Cumhurbaşkanı Recep Tayyip Erdoğan, Asya ülkelerine gerçekleştirdiği resmi ziyaret dönüşünde gazetecilere bazı önemli açıklamalarda bulundu. Erdoğan, Çinli iki otomotiv devinin Türkiye’de elektrikli araç fabrikası kuracağını duyurdu. Fabrikaların Manisa ve Samsun’da inşa edileceğini belirten Erdoğan, anlaşmaların imzalandığını ve sürecin başladığını dile getirdi.
“Her İkisi de Dünya Çapında Markalar”
Cumhurbaşkanı Erdoğan, Manisa ve Samsun’da üretim yapacak markaların küresel ölçekte tanınan ciddi firmalar olduğuna dikkat çekti. Erdoğan, “Bu fabrikaların Türkiye’de üretime başlaması, otomotiv sektörümüze büyük bir ivme kazandıracak. TOGG ile yakaladığımız başarının üzerine yenilerini eklemek istiyoruz. Türkiye, TOGG ile dünyaya güçlü bir mesaj veriyor: ‘Biz de varız ve güçlüyüz!’” dedi.
Manisa’ya 1 Milyar Dolarlık Yatırım: BYD 2026’da Üretime Başlayacak
Çinli otomotiv devi BYD, Manisa’da 1 milyar dolarlık yatırımla elektrikli araç fabrikası kurmak için çalışmalara başladı. Fabrikanın 2026 yılında üretime geçmesi planlanıyor. Sanayi ve Teknoloji Bakanı Mehmet Fatih Kacır, yatırımın ilk fazının 2 milyar doları aşacağını, toplam yatırımın ise 7 milyar dolara kadar ulaşabileceğini ifade etti.
TOGG’un Küresel Yolculuğu Başladı
Cumhurbaşkanı Erdoğan, yerli üretim TOGG’un dünya pazarında rekabetçi bir oyuncu olma potansiyeline sahip olduğunu vurguladı. Erdoğan, Malezya, Endonezya ve Pakistan’daki temaslarında TOGG’un büyük ilgi gördüğünü belirterek, bu ülkelerin araca övgü dolu sözler sarf ettiğini söyledi.
Erdoğan, Pakistan’ın TOGG’un ülkelerinde üretim yapması konusunu gündeme getirdiğini de açıkladı. “Malezya, Endonezya ve Pakistan gibi ülkelerle iş birliğini geliştirmek, hem Türkiye’nin otomotiv sektörünü hem de ticari ilişkilerini güçlendirecek. İlk aşamada ihracat, ardından ortak üretim gibi fırsatlar değerlendirilebilir.”
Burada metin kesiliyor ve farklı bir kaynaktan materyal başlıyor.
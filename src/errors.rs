use std::path::PathBuf;

use thiserror::Error;

use crate::geo_transform::GeoTransform;

pub type Result<T> = std::result::Result<T, ConformanceError>;

/// A failed conformance check, or a failure of the machinery needed to run one.
///
/// Assertion variants carry both the expected and the actual value so that the
/// message alone is enough to triage a failing driver.
#[derive(Clone, PartialEq, Debug, Error)]
pub enum ConformanceError {
    #[error("driver mismatch: expected '{expected}', dataset was opened by '{actual}'")]
    DriverMismatch { expected: String, actual: String },
    #[error("driver '{name}' is not registered")]
    DriverNotFound { name: String },
    #[error("driver '{driver}' does not support {operation}")]
    UnsupportedOperation {
        driver: String,
        operation: &'static str,
    },
    #[error("test fixture '{}' does not exist", path.display())]
    MissingFixture { path: PathBuf },
    #[error("unable to open '{}': {msg}", path.display())]
    OpenFailed { path: PathBuf, msg: String },
    #[error("no dataset is open; call check_open first")]
    NoOpenDataset,

    #[error("expected geotransform must have 6 components, got {len}")]
    GeoTransformLength { len: usize },
    #[error("geotransform presence mismatch: expected {expected:?}, got {actual:?}")]
    GeoTransformPresence {
        expected: Option<GeoTransform>,
        actual: Option<GeoTransform>,
    },
    #[error("geotransform[{index}]: expected {expected}, got {actual} (tolerance {tolerance})")]
    GeoTransformMismatch {
        index: usize,
        expected: f64,
        actual: f64,
        tolerance: f64,
    },

    #[error("spatial reference mismatch:\nexpected: {expected}\nactual: {actual}")]
    ProjectionMismatch { expected: String, actual: String },
    #[error("unable to parse spatial reference '{definition}': {msg}")]
    InvalidSpatialRef { definition: String, msg: String },

    #[error("raster count of '{}': expected {expected}, got {actual}", path.display())]
    RasterCountMismatch {
        path: PathBuf,
        expected: usize,
        actual: usize,
    },
    #[error("raster size of '{}': expected {expected:?}, got {actual:?}", path.display())]
    RasterSizeMismatch {
        path: PathBuf,
        expected: (usize, usize),
        actual: (usize, usize),
    },
    #[error("band {band} out of range, dataset has {count} band(s)")]
    BandOutOfRange { band: usize, count: usize },
    #[error("checksum of band {band} in '{}': expected {expected}, got {actual}", path.display())]
    ChecksumMismatch {
        path: PathBuf,
        band: usize,
        expected: i32,
        actual: i32,
    },
    #[error("data type of band {band}: expected {expected}, got {actual}")]
    BandTypeMismatch {
        band: usize,
        expected: String,
        actual: String,
    },
    #[error("no-data value of band {band}: expected {expected:?}, got {actual:?}")]
    NoDataMismatch {
        band: usize,
        expected: Option<f64>,
        actual: Option<f64>,
    },
    #[error("{statistic} of band {band}: expected {expected}, got {actual} (tolerance {tolerance:e})")]
    StatisticMismatch {
        band: usize,
        statistic: &'static str,
        expected: f64,
        actual: f64,
        tolerance: f64,
    },
    #[error("statistics are not available for band {band}")]
    StatisticsUnavailable { band: usize },
    #[error("metadata item '{key}': expected {expected:?}, got {actual:?}")]
    MetadataMismatch {
        key: String,
        expected: Option<String>,
        actual: Option<String>,
    },
    #[error("create-copy of '{}' through '{driver}' failed: {msg}", path.display())]
    CreateCopyFailed {
        driver: String,
        path: PathBuf,
        msg: String,
    },

    #[error("unable to read golden file '{}': {msg}", path.display())]
    GoldenRead { path: PathBuf, msg: String },
    #[error("golden file '{}' is not valid JSON: {msg}", path.display())]
    GoldenParse { path: PathBuf, msg: String },
    #[error("info field '{field}' mismatch:\nexpected: {expected}\nactual: {actual}")]
    InfoFieldMismatch {
        field: String,
        expected: String,
        actual: String,
    },
    #[error("extent field disagreement: golden has {expected:?}, report has {actual:?}")]
    ExtentField {
        expected: Option<&'static str>,
        actual: Option<&'static str>,
    },
    #[error("{field} coordinate {index}: expected {expected:?}, got {actual:?}")]
    ExtentMismatch {
        field: &'static str,
        index: usize,
        expected: Vec<f64>,
        actual: Vec<f64>,
    },
    #[error("file list length: expected {expected}, got {actual}")]
    FileCountMismatch { expected: usize, actual: usize },

    #[error("layer '{layer}' {attribute}: expected {expected}, got {actual}")]
    LayerMismatch {
        layer: String,
        attribute: &'static str,
        expected: String,
        actual: String,
    },
    #[error("field '{field}' of feature {index}: expected {expected}, got {actual}")]
    FieldValueMismatch {
        index: usize,
        field: String,
        expected: String,
        actual: String,
    },
    #[error("feature {index} has no field '{field}'")]
    MissingField { index: usize, field: String },
    #[error("layer yielded {actual} feature(s), fewer than the {expected} expected")]
    FewerFeatures { expected: usize, actual: usize },
    #[error("layer has more features than the {expected} expected")]
    MoreFeatures { expected: usize },

    #[error("expected geometry {expected} but got none")]
    MissingGeometry { expected: String },
    #[error("expected no geometry but got {actual}")]
    UnexpectedGeometry { actual: String },
    #[error("geometry type at {path}: expected {expected}, got {actual}")]
    GeometryTypeMismatch {
        path: String,
        expected: String,
        actual: String,
    },
    #[error("geometry count at {path}: expected {expected}, got {actual}")]
    GeometryCountMismatch {
        path: String,
        expected: usize,
        actual: usize,
    },
    #[error("point count at {path}: expected {expected}, got {actual}")]
    PointCountMismatch {
        path: String,
        expected: usize,
        actual: usize,
    },
    #[error("{axis} of point {point} at {path}: expected {expected}, got {actual} (max error {max_error})")]
    CoordinateMismatch {
        path: String,
        point: usize,
        axis: char,
        expected: f64,
        actual: f64,
        max_error: f64,
    },
    #[error("invalid WKT '{wkt}': {msg}")]
    InvalidWkt { wkt: String, msg: String },

    #[error("{msg}")]
    Backend { msg: String },
    #[error("I/O error: {0}")]
    Io(String),
    #[cfg(feature = "gdal")]
    #[error(transparent)]
    Gdal(#[from] gdal::errors::GdalError),
}

impl From<std::io::Error> for ConformanceError {
    fn from(err: std::io::Error) -> Self {
        ConformanceError::Io(err.to_string())
    }
}
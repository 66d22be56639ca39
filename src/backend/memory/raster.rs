use std::collections::BTreeMap;
use std::path::{Path, PathBuf};

use serde_json::{json, Map, Value};

use super::{MemoryBackend, StoredDataset};
use crate::backend::{BandStatistics, RasterSource};
use crate::errors::{ConformanceError, Result};
use crate::geo_transform::{GeoTransform, GeoTransformEx};
use crate::spatial_ref::SpatialRefIdentity;

/// Pixel data types, named as GDAL names them.
#[derive(Clone, Copy, Debug, PartialEq, Eq)]
pub enum DataType {
    Byte,
    Int16,
    UInt16,
    Int32,
    UInt32,
    Float32,
    Float64,
}

impl DataType {
    pub fn name(&self) -> &'static str {
        match self {
            DataType::Byte => "Byte",
            DataType::Int16 => "Int16",
            DataType::UInt16 => "UInt16",
            DataType::Int32 => "Int32",
            DataType::UInt32 => "UInt32",
            DataType::Float32 => "Float32",
            DataType::Float64 => "Float64",
        }
    }

    pub fn is_integer(&self) -> bool {
        !matches!(self, DataType::Float32 | DataType::Float64)
    }

    fn range(&self) -> (f64, f64) {
        match self {
            DataType::Byte => (u8::MIN as f64, u8::MAX as f64),
            DataType::Int16 => (i16::MIN as f64, i16::MAX as f64),
            DataType::UInt16 => (u16::MIN as f64, u16::MAX as f64),
            DataType::Int32 => (i32::MIN as f64, i32::MAX as f64),
            DataType::UInt32 => (u32::MIN as f64, u32::MAX as f64),
            DataType::Float32 => (f32::MIN as f64, f32::MAX as f64),
            DataType::Float64 => (f64::MIN, f64::MAX),
        }
    }

    /// Convert a value the way a write into a band of this type would.
    ///
    /// Integer types round to nearest and saturate; NaN becomes 0.
    pub fn quantize(&self, value: f64) -> f64 {
        match self {
            DataType::Float64 => value,
            DataType::Float32 => value as f32 as f64,
            _ if value.is_nan() => 0.0,
            _ => {
                let (min, max) = self.range();
                value.round().clamp(min, max)
            }
        }
    }
}

#[derive(Clone, Debug, PartialEq)]
pub struct BandData {
    pub data_type: DataType,
    pub no_data: Option<f64>,
    pub pixels: Vec<f64>,
}

impl BandData {
    pub fn new(data_type: DataType, len: usize) -> Self {
        Self {
            data_type,
            no_data: None,
            pixels: vec![0.0; len],
        }
    }

    fn is_valid(&self, value: f64) -> bool {
        if value.is_nan() {
            return false;
        }
        match self.no_data {
            Some(no_data) if no_data.is_nan() => true,
            #[allow(clippy::float_cmp)]
            Some(no_data) => value != no_data,
            None => true,
        }
    }

    fn statistics(&self) -> Option<BandStatistics> {
        let valid: Vec<f64> = self
            .pixels
            .iter()
            .copied()
            .filter(|v| self.is_valid(*v))
            .collect();
        if valid.is_empty() {
            return None;
        }
        let n = valid.len() as f64;
        let min = valid.iter().copied().fold(f64::INFINITY, f64::min);
        let max = valid.iter().copied().fold(f64::NEG_INFINITY, f64::max);
        let mean = valid.iter().sum::<f64>() / n;
        let variance = valid.iter().map(|v| (v - mean).powi(2)).sum::<f64>() / n;
        Some(BandStatistics {
            min,
            max,
            mean,
            std_dev: variance.sqrt(),
        })
    }
}

/// GDAL's image checksum: each pixel, as an integer, modulo a cycling list of
/// primes, accumulated into 16 bits.
///
/// Floating point pixels are rounded half up; NaN and infinities count as
/// `i32::MIN`.
pub fn checksum(pixels: &[f64], data_type: DataType) -> i32 {
    const PRIMES: [i32; 11] = [7, 11, 13, 17, 19, 23, 29, 31, 37, 41, 43];

    let mut sum: u32 = 0;
    for (value, prime) in pixels.iter().zip(PRIMES.iter().cycle()) {
        let value = if data_type.is_integer() {
            *value as i32
        } else if value.is_finite() {
            (value + 0.5).floor() as i32
        } else {
            i32::MIN
        };
        sum = sum.wrapping_add((value % prime) as u32) & 0xffff;
    }
    sum as i32
}

/// Raster content of one dataset, as kept in the store.
#[derive(Clone, Debug, Default, PartialEq)]
pub struct RasterData {
    pub driver: String,
    pub size: (usize, usize),
    pub geo_transform: Option<GeoTransform>,
    pub projection: String,
    /// Metadata items by domain; the default domain is `""`.
    pub metadata: BTreeMap<String, BTreeMap<String, String>>,
    pub bands: Vec<BandData>,
}

/// Handle to an in-memory raster dataset.
///
/// Changes made through a writable handle are published when it is dropped.
#[derive(Debug)]
pub struct MemRaster {
    backend: MemoryBackend,
    path: PathBuf,
    data: RasterData,
    writable: bool,
    dirty: bool,
}

impl MemRaster {
    pub(super) fn new(
        backend: MemoryBackend,
        path: &Path,
        data: RasterData,
        writable: bool,
        dirty: bool,
    ) -> Self {
        Self {
            backend,
            path: path.to_path_buf(),
            data,
            writable,
            dirty,
        }
    }

    pub fn path(&self) -> &Path {
        &self.path
    }

    pub(super) fn data(&self) -> &RasterData {
        &self.data
    }

    fn band_data(&self, band: usize) -> Result<&BandData> {
        let count = self.data.bands.len();
        band.checked_sub(1)
            .and_then(|i| self.data.bands.get(i))
            .ok_or(ConformanceError::BandOutOfRange { band, count })
    }

    fn modify(&mut self, operation: &'static str) -> Result<&mut RasterData> {
        if !self.writable {
            return Err(ConformanceError::UnsupportedOperation {
                driver: self.data.driver.clone(),
                operation,
            });
        }
        self.dirty = true;
        Ok(&mut self.data)
    }

    fn modify_band(&mut self, band: usize, operation: &'static str) -> Result<&mut BandData> {
        let count = self.data.bands.len();
        self.modify(operation)?
            .bands
            .get_mut(band.wrapping_sub(1))
            .ok_or(ConformanceError::BandOutOfRange { band, count })
    }

    pub fn set_geo_transform(&mut self, geo_transform: GeoTransform) -> Result<()> {
        self.backend
            .driver(&self.data.driver)?
            .require(super::DriverCapabilities::GEOREFERENCING, "georeferencing")?;
        self.modify("set_geo_transform")?.geo_transform = Some(geo_transform);
        Ok(())
    }

    pub fn set_projection(&mut self, projection: &str) -> Result<()> {
        self.backend
            .driver(&self.data.driver)?
            .require(super::DriverCapabilities::GEOREFERENCING, "georeferencing")?;
        self.modify("set_projection")?.projection = projection.to_string();
        Ok(())
    }

    pub fn set_metadata_item(&mut self, key: &str, value: &str, domain: &str) -> Result<()> {
        self.modify("set_metadata_item")?
            .metadata
            .entry(domain.to_string())
            .or_default()
            .insert(key.to_string(), value.to_string());
        Ok(())
    }

    /// Replace every pixel of `band`, row by row.
    pub fn write_band(&mut self, band: usize, pixels: &[f64]) -> Result<()> {
        let expected = self.data.size.0 * self.data.size.1;
        if pixels.len() != expected {
            return Err(ConformanceError::Backend {
                msg: format!(
                    "band {band} holds {expected} pixels, {} were given",
                    pixels.len()
                ),
            });
        }
        let band = self.modify_band(band, "write")?;
        let data_type = band.data_type;
        band.pixels = pixels.iter().map(|v| data_type.quantize(*v)).collect();
        Ok(())
    }

    pub fn set_no_data_value(&mut self, band: usize, no_data: Option<f64>) -> Result<()> {
        self.modify_band(band, "set_no_data_value")?.no_data = no_data;
        Ok(())
    }

    /// Change the type of `band`, converting its pixels.
    pub fn set_band_type(&mut self, band: usize, data_type: DataType) -> Result<()> {
        let band = self.modify_band(band, "set_band_type")?;
        band.data_type = data_type;
        for v in band.pixels.iter_mut() {
            *v = data_type.quantize(*v);
        }
        Ok(())
    }

    /// Publish pending changes now rather than on drop.
    pub fn flush(&mut self) {
        if self.dirty {
            self.backend
                .publish(&self.path, StoredDataset::Raster(self.data.clone()));
            self.dirty = false;
        }
    }

    fn extent_ring(&self, gt: &GeoTransform) -> Value {
        let (w, h) = (self.data.size.0 as f64, self.data.size.1 as f64);
        let corners = [(0.0, 0.0), (0.0, h), (w, h), (w, 0.0), (0.0, 0.0)];
        let ring: Vec<Value> = corners
            .iter()
            .map(|(p, l)| {
                let (x, y) = gt.apply(*p, *l);
                json!([x, y])
            })
            .collect();
        json!({ "type": "Polygon", "coordinates": [ring] })
    }
}

impl Drop for MemRaster {
    fn drop(&mut self) {
        self.flush();
    }
}

impl RasterSource for MemRaster {
    fn description(&self) -> String {
        self.path.to_string_lossy().into_owned()
    }

    fn driver_short_name(&self) -> String {
        self.data.driver.clone()
    }

    fn raster_size(&self) -> (usize, usize) {
        self.data.size
    }

    fn raster_count(&self) -> usize {
        self.data.bands.len()
    }

    fn geo_transform(&self) -> Option<GeoTransform> {
        self.data.geo_transform
    }

    fn projection(&self) -> String {
        self.data.projection.clone()
    }

    fn metadata_item(&self, key: &str, domain: &str) -> Option<String> {
        self.data.metadata.get(domain)?.get(key).cloned()
    }

    fn band_checksum(&self, band: usize) -> Result<i32> {
        let band = self.band_data(band)?;
        Ok(checksum(&band.pixels, band.data_type))
    }

    fn band_type_name(&self, band: usize) -> Result<String> {
        Ok(self.band_data(band)?.data_type.name().to_string())
    }

    fn band_no_data_value(&self, band: usize) -> Result<Option<f64>> {
        Ok(self.band_data(band)?.no_data)
    }

    fn band_statistics(
        &self,
        band: usize,
        _approx_ok: bool,
        _force: bool,
    ) -> Result<Option<BandStatistics>> {
        Ok(self.band_data(band)?.statistics())
    }

    fn info_report(&self) -> Result<Value> {
        let description = self.description();
        let mut report = Map::new();
        report.insert("description".into(), json!(description));
        report.insert("driverShortName".into(), json!(self.data.driver));
        report.insert(
            "driverLongName".into(),
            json!(self.backend.long_name(&self.data.driver)),
        );
        report.insert("files".into(), json!([description]));
        report.insert("size".into(), json!([self.data.size.0, self.data.size.1]));

        if !self.data.projection.is_empty() {
            report.insert(
                "coordinateSystem".into(),
                json!({ "wkt": self.data.projection }),
            );
        }
        if let Some(gt) = &self.data.geo_transform {
            report.insert("geoTransform".into(), json!(gt));
            let is_wgs84 = SpatialRefIdentity::from_definition(&self.data.projection)
                .map(|srs| srs.epsg() == Some(4326))
                .unwrap_or(false);
            let field = if is_wgs84 { "wgs84Extent" } else { "extent" };
            report.insert(field.into(), self.extent_ring(gt));
        }

        let metadata: Map<String, Value> = self
            .data
            .metadata
            .iter()
            .map(|(domain, items)| (domain.clone(), json!(items)))
            .collect();
        if !metadata.is_empty() {
            report.insert("metadata".into(), Value::Object(metadata));
        }

        let bands: Vec<Value> = self
            .data
            .bands
            .iter()
            .enumerate()
            .map(|(i, band)| {
                let mut entry = Map::new();
                entry.insert("band".into(), json!(i + 1));
                entry.insert("block".into(), json!([self.data.size.0, 1]));
                entry.insert("type".into(), json!(band.data_type.name()));
                entry.insert(
                    "colorInterpretation".into(),
                    json!(if self.data.bands.len() == 1 { "Gray" } else { "Undefined" }),
                );
                entry.insert(
                    "checksum".into(),
                    json!(checksum(&band.pixels, band.data_type)),
                );
                if let Some(no_data) = band.no_data {
                    entry.insert("noDataValue".into(), json!(no_data));
                }
                Value::Object(entry)
            })
            .collect();
        report.insert("bands".into(), Value::Array(bands));

        Ok(Value::Object(report))
    }
}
Yeni Fabrikalar, Yeni İvme
Manisa ve Samsun’da kurulacak elektrikli araç fabrikaları, Türkiye’nin otomotiv sanayisini ileriye taşıyacak projelerden biri olarak görülüyor. Bu yatırımlar sadece sektöre farklı bir boyut katmakla kalmayacak, aynı zamanda Türkiye’nin uluslararası alandaki prestijini ve ekonomik gücünü artıracak.